> Work instructions
When you reach the line containing "for prefix in" in the data below, begin returning lines exactly as written, and stop once the line containing "Use case implementations" has been returned.

> Raw data
//! Domain layer - Pure computational logic
//!
//! This module contains the candidate space, hash functions and search
//! configuration, without any scheduling or shared state.

pub mod alphabet;
pub mod cancel;
pub mod config;
pub mod hash;
pub mod indexer;
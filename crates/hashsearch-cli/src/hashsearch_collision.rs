//! Hash collision search CLI
//!
//! Usage: hashsearch_collision [--max-len <N>] [--limit <N>] [--hash <simple|sha256>]
//!
//! Example:
//!   hashsearch_collision
//!   hashsearch_collision --max-len 6 --workers 4 --verbose
//!
//! Scans fixed-length candidates until two of them share a digest.

use clap::Parser;
use hashsearch::{
    CollisionPolicy, DEFAULT_CHUNK_SIZE, DEFAULT_MAX_LEN, HashKind, LOG_FILTER_DEFAULT,
    LOG_FILTER_VERBOSE, SearchConfig, SearchPolicy, find_collision,
};
use tracing::{error, info, warn};
use tracing_subscriber::EnvFilter;

#[derive(Parser, Debug)]
#[command(name = "hashsearch_collision", version, about = "Find two strings with the same hash")]
struct Args {
    /// Candidate length
    #[arg(long, env = "HASHSEARCH_MAX_LEN", default_value_t = DEFAULT_MAX_LEN)]
    max_len: usize,

    /// Number of candidates to try (default: every candidate of --max-len)
    #[arg(long)]
    limit: Option<u64>,

    /// Hash function: simple or sha256
    #[arg(long, default_value_t = HashKind::Simple)]
    hash: HashKind,

    /// Worker threads (default: available parallelism)
    #[arg(long, env = "HASHSEARCH_WORKERS")]
    workers: Option<usize>,

    /// Indices per unit of work
    #[arg(long, env = "HASHSEARCH_CHUNK_SIZE", default_value_t = DEFAULT_CHUNK_SIZE)]
    chunk_size: u64,

    /// Verbose logging
    #[arg(short, long)]
    verbose: bool,
}

fn init_tracing(verbose: bool) {
    let filter = EnvFilter::try_from_default_env().unwrap_or_else(|_| {
        if verbose {
            EnvFilter::new(LOG_FILTER_VERBOSE)
        } else {
            EnvFilter::new(LOG_FILTER_DEFAULT)
        }
    });
    tracing_subscriber::fmt()
        .with_env_filter(filter)
        .with_writer(std::io::stderr)
        .init();
}

fn main() {
    let args = Args::parse();
    init_tracing(args.verbose);

    // Every digest is kept until a collision turns up; a 256-bit digest
    // practically never collides, so the map only grows.
    if args.hash == HashKind::Sha256 && args.limit.is_none() {
        warn!(
            max_len = args.max_len,
            "sha256 collision search without --limit scans the whole space and \
             keeps every digest in memory"
        );
    }

    let config = SearchConfig::default()
        .with_max_len(args.max_len)
        .with_chunk_size(args.chunk_size)
        .with_workers(args.workers);

    let outcome = match find_collision(config, args.hash, args.limit) {
        Ok(outcome) => outcome,
        Err(e) => {
            error!("{e}");
            std::process::exit(1);
        }
    };

    info!(
        scanned = outcome.scanned,
        elapsed = ?outcome.elapsed,
        "search completed"
    );

    match outcome.result.into_option() {
        Some(collision) => {
            if !CollisionPolicy::new(args.hash).verify(&collision) {
                warn!("reported collision failed verification");
            }
            println!("Collision: {collision}");
        }
        None => println!("No collision found."),
    }
}
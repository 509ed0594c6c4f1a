//! Digest prefix search CLI
//!
//! Usage: hashsearch_prefix [PREFIX...] [--tag <TAG>] [--limit <N>] [--hash <simple|sha256>]
//!
//! Example:
//!   hashsearch_prefix
//!   hashsearch_prefix cafe faded --tag bitcoin
//!
//! For each prefix, finds TAG + candidate whose digest starts with PREFIX.
//! Prefixes are searched one after another; each search uses every worker.

use clap::Parser;
use hashsearch::{
    DEFAULT_CHUNK_SIZE, DEFAULT_PREFIX_TAG, DEFAULT_PREFIXES, HashFn, HashKind,
    LOG_FILTER_DEFAULT, LOG_FILTER_VERBOSE, PrefixPolicy, SearchConfig, SearchPolicy,
    find_hash_prefix,
};
use tracing::{error, info, warn};
use tracing_subscriber::EnvFilter;

#[derive(Parser, Debug)]
#[command(
    name = "hashsearch_prefix",
    version,
    about = "Find inputs whose hash starts with given prefixes"
)]
struct Args {
    /// Digest prefixes to search for (default: cafe faded decade)
    prefixes: Vec<String>,

    /// Literal prepended to every candidate before hashing
    #[arg(long, default_value = DEFAULT_PREFIX_TAG)]
    tag: String,

    /// Number of candidates to try per prefix (default: 2^64 - 1)
    #[arg(long)]
    limit: Option<u64>,

    /// Hash function: simple or sha256
    #[arg(long, default_value_t = HashKind::Sha256)]
    hash: HashKind,

    /// Worker threads (default: available parallelism)
    #[arg(long, env = "HASHSEARCH_WORKERS")]
    workers: Option<usize>,

    /// Indices per unit of work
    #[arg(long, env = "HASHSEARCH_CHUNK_SIZE", default_value_t = DEFAULT_CHUNK_SIZE)]
    chunk_size: u64,

    /// Verbose logging
    #[arg(short, long)]
    verbose: bool,
}

fn init_tracing(verbose: bool) {
    let filter = EnvFilter::try_from_default_env().unwrap_or_else(|_| {
        if verbose {
            EnvFilter::new(LOG_FILTER_VERBOSE)
        } else {
            EnvFilter::new(LOG_FILTER_DEFAULT)
        }
    });
    tracing_subscriber::fmt()
        .with_env_filter(filter)
        .with_writer(std::io::stderr)
        .init();
}

fn main() {
    let args = Args::parse();
    init_tracing(args.verbose);

    let prefixes: Vec<String> = if args.prefixes.is_empty() {
        DEFAULT_PREFIXES.iter().map(|p| p.to_string()).collect()
    } else {
        args.prefixes.clone()
    };

    let config = SearchConfig::default()
        .with_chunk_size(args.chunk_size)
        .with_workers(args.workers);

    for prefix in &prefixes {
        println!("Searching for strings whose hash has the prefix \"{prefix}\"...");

        let outcome =
            match find_hash_prefix(config.clone(), args.hash, prefix, &args.tag, args.limit) {
                Ok(outcome) => outcome,
                Err(e) => {
                    error!("{e}");
                    std::process::exit(1);
                }
            };

        info!(
            prefix = %prefix,
            scanned = outcome.scanned,
            elapsed = ?outcome.elapsed,
            "search completed"
        );

        match outcome.result.into_option() {
            Some(input) => {
                let verified = PrefixPolicy::new(args.hash, prefix.as_str())
                    .map(|policy| policy.with_tag(args.tag.as_str()).verify(&input))
                    .unwrap_or(false);
                if !verified {
                    warn!(input = %input, "reported input failed verification");
                }
                println!(
                    "String \"{input}\" generates a hash with the desired prefix: {}",
                    args.hash.digest(input.as_bytes())
                );
            }
            None => println!("No string found that generates this prefix."),
        }
    }
}
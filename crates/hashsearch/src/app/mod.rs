//! Application layer - Use case implementations
//!
//! This module drives the domain layer on a worker pool to implement the
//! collision, second preimage and prefix searches.

pub mod engine;
pub mod policy;
pub mod searcher;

> Response
    for prefix in &prefixes {
        println!("Searching for strings whose hash has the prefix \"{prefix}\"...");

        let outcome =
            match find_hash_prefix(config.clone(), args.hash, prefix, &args.tag, args.limit) {
                Ok(outcome) => outcome,
                Err(e) => {
                    error!("{e}");
                    std::process::exit(1);
                }
            };

        info!(
            prefix = %prefix,
            scanned = outcome.scanned,
            elapsed = ?outcome.elapsed,
            "search completed"
        );

        match outcome.result.into_option() {
            Some(input) => {
                let verified = PrefixPolicy::new(args.hash, prefix.as_str())
                    .map(|policy| policy.with_tag(args.tag.as_str()).verify(&input))
                    .unwrap_or(false);
                if !verified {
                    warn!(input = %input, "reported input failed verification");
                }
                println!(
                    "String \"{input}\" generates a hash with the desired prefix: {}",
                    args.hash.digest(input.as_bytes())
                );
            }
            None => println!("No string found that generates this prefix."),
        }
    }
}
filename crates/hashsearch/src/app/mod.rs
//! Application layer - Use case implementations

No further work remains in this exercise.